(Source material begins)
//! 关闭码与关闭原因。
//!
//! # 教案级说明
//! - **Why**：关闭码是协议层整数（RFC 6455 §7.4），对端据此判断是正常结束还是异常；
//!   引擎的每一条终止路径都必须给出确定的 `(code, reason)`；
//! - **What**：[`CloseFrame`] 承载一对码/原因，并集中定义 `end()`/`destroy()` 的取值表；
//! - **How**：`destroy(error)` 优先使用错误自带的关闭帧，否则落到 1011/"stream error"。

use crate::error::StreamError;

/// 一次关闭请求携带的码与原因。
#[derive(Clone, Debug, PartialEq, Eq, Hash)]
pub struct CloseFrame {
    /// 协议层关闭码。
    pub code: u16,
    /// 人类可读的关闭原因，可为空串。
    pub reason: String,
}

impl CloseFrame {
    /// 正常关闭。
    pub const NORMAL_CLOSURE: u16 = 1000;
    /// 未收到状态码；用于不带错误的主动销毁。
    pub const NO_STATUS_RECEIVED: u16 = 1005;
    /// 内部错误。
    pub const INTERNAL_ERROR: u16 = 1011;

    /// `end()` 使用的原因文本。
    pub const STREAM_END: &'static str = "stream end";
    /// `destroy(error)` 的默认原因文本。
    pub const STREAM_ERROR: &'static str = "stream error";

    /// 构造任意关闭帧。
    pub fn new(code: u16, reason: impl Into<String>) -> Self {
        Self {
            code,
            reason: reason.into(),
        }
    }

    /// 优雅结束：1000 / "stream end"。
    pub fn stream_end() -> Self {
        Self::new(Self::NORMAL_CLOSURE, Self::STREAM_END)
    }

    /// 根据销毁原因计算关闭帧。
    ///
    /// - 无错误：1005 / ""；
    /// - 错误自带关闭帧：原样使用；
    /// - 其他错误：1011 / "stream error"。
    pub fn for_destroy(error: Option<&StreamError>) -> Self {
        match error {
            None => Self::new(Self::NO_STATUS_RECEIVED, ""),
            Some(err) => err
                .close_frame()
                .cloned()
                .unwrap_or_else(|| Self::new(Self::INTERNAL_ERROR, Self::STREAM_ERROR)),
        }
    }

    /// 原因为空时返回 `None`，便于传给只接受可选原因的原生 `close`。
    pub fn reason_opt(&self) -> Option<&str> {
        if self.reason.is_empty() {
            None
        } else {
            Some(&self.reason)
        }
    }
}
(Source material ends)
(Goal of the exercise)
The response must contain each line above that holds the string "impl".

(Problem solution)
impl CloseFrame {
    pub fn new(code: u16, reason: impl Into<String>) -> Self {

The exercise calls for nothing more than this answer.